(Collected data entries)
********

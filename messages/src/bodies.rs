//! Message bodies, one struct per payload shape.

use serde::{Deserialize, Serialize};
use votechain_ledger::{Block, Transaction};
use votechain_types::BlockHash;

/// Reply to `get-height`.
#[derive(Clone, Debug, PartialEq, Eq, Serialize, Deserialize)]
pub struct HeightBody {
    pub height: u64,
}

/// `get-block` request.
#[derive(Clone, Debug, PartialEq, Eq, Serialize, Deserialize)]
pub struct GetBlockBody {
    pub hash: BlockHash,
}

/// Reply to `get-block`.
#[derive(Clone, Debug, PartialEq, Eq, Serialize, Deserialize)]
pub struct BlockBody {
    pub block: Block,
}

/// `get-missing-blocks` request: the caller's tip.
#[derive(Clone, Debug, PartialEq, Eq, Serialize, Deserialize)]
pub struct GetMissingBlocksBody {
    pub last_block: BlockHash,
}

/// Reply to `get-missing-blocks`, oldest first.
#[derive(Clone, Debug, PartialEq, Eq, Serialize, Deserialize)]
pub struct MissingBlocksBody {
    pub blocks: Vec<BlockHash>,
}

#[derive(Clone, Debug, PartialEq, Eq, Serialize, Deserialize)]
pub struct RegisterBody {
    pub node_id: String,
}

/// Reply to `register`: peers registered before the caller.
#[derive(Clone, Debug, PartialEq, Eq, Serialize, Deserialize)]
pub struct PeersBody {
    pub peers: Vec<String>,
}

#[derive(Clone, Debug, PartialEq, Eq, Serialize, Deserialize)]
pub struct ForgeBlockBody {
    pub height: u64,
}

#[derive(Clone, Debug, PartialEq, Eq, Serialize, Deserialize)]
pub struct BlockForgedBody {
    /// Chain height including this block.
    pub height: u64,
    pub block: Block,
}

#[derive(Clone, Debug, PartialEq, Eq, Serialize, Deserialize)]
pub struct TransactionBody {
    pub transaction: Transaction,
}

********

### Task details:
Line by line, copy the data above.

### Solution for this problem:
filename messages/src/bodies.rs
//! Message bodies, one struct per payload shape.

use serde::{Deserialize, Serialize};
use votechain_ledger::{Block, Transaction};
use votechain_types::BlockHash;

/// Reply to `get-height`.
#[derive(Clone, Debug, PartialEq, Eq, Serialize, Deserialize)]
pub struct HeightBody {
    pub height: u64,
}

/// `get-block` request.
#[derive(Clone, Debug, PartialEq, Eq, Serialize, Deserialize)]
pub struct GetBlockBody {
    pub hash: BlockHash,
}

/// Reply to `get-block`.
#[derive(Clone, Debug, PartialEq, Eq, Serialize, Deserialize)]
pub struct BlockBody {
    pub block: Block,
}

/// `get-missing-blocks` request: the caller's tip.
#[derive(Clone, Debug, PartialEq, Eq, Serialize, Deserialize)]
pub struct GetMissingBlocksBody {
    pub last_block: BlockHash,
}

/// Reply to `get-missing-blocks`, oldest first.
#[derive(Clone, Debug, PartialEq, Eq, Serialize, Deserialize)]
pub struct MissingBlocksBody {
    pub blocks: Vec<BlockHash>,
}

#[derive(Clone, Debug, PartialEq, Eq, Serialize, Deserialize)]
pub struct RegisterBody {
    pub node_id: String,
}

/// Reply to `register`: peers registered before the caller.
#[derive(Clone, Debug, PartialEq, Eq, Serialize, Deserialize)]
pub struct PeersBody {
    pub peers: Vec<String>,
}

#[derive(Clone, Debug, PartialEq, Eq, Serialize, Deserialize)]
pub struct ForgeBlockBody {
    pub height: u64,
}

#[derive(Clone, Debug, PartialEq, Eq, Serialize, Deserialize)]
pub struct BlockForgedBody {
    /// Chain height including this block.
    pub height: u64,
    pub block: Block,
}

#[derive(Clone, Debug, PartialEq, Eq, Serialize, Deserialize)]
pub struct TransactionBody {
    pub transaction: Transaction,
}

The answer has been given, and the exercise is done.